The Kokoda Track Foundation
- Type: Educational Charity
- Website: ktf.ngo

= Kokoda Track Foundation =

Australia-based not-for-profit organisation

The Kokoda Track Foundation (KTF) is an international aid organisation working in Papua New Guinea. The foundation was established in 2003 and supports the indigenous people of that country. The Foundation provides education, health, equality and leadership programmes.

==History==
The Kokoda Track Foundation is an Australian not-for-profit organisation that works with the communities living along and around the Kokoda Track in Papua New Guinea (PNG). Following its formation in 2003, the KTF funded and prepared a Strategic Plan for Tourism for the Kokoda Track. The Kokoda Track Foundation lobbied for, and on 11 June 2003, the PNG government established, the Kokoda Track Special Purpose Authority (KTA).
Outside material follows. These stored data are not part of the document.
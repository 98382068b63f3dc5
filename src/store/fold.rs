//! Case folding for keys and search text
//!
//! Folding maps every char to upper case and then to lower case, so
//! letters with several lower-case forms (`ς`/`σ`, `ſ`/`s`) fold alike.
//! Two keys are duplicates exactly when their folded forms are equal, and
//! key order is the byte order of the folded forms.

use std::cmp::Ordering;
use std::fmt;

/// A case-folded key.
#[derive(Debug, Clone, PartialEq, Eq, PartialOrd, Ord, Hash)]
pub struct FoldedKey(String);

impl FoldedKey {
    /// Folds the given text
    pub fn new(text: &str) -> Self {
        FoldedKey(fold(text))
    }

    /// Returns the folded text
    pub fn as_str(&self) -> &str {
        &self.0
    }
}

impl fmt::Display for FoldedKey {
    fn fmt(&self, f: &mut fmt::Formatter<'_>) -> fmt::Result {
        f.write_str(&self.0)
    }
}

/// Folds text char by char: upper case, then lower case.
pub fn fold(text: &str) -> String {
    folded_chars(text).collect()
}

/// Compares two texts ignoring case, without allocating.
pub fn cmp_ignore_case(a: &str, b: &str) -> Ordering {
    folded_chars(a).cmp(folded_chars(b))
}

fn folded_chars(text: &str) -> impl Iterator<Item = char> + '_ {
    text.chars()
        .flat_map(char::to_uppercase)
        .flat_map(char::to_lowercase)
}

/// Returns true if `haystack` contains the already-folded `needle`.
pub fn contains_folded(haystack: &str, needle: &str) -> bool {
    fold(haystack).contains(needle)
}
The KTA's first action was the development of an ecotrekking strategy to enable the people along the track "to optimise the benefits from tourism and enable them to take a leading role in their own development". The Foundation initially started provided young children in PNG with school scholarships. Over the years, the Foundation increased its support to include other areas of health, education and welfare.

The Chairman of KTF is Ian Kemish and the CEO is Genevieve Nelson. Board members include Yahoo Serious and Bill James (co-founder of Flight Centre).

== In Papua New Guinea ==
The foundation currently works in four main areas: education, health, equality and leadership.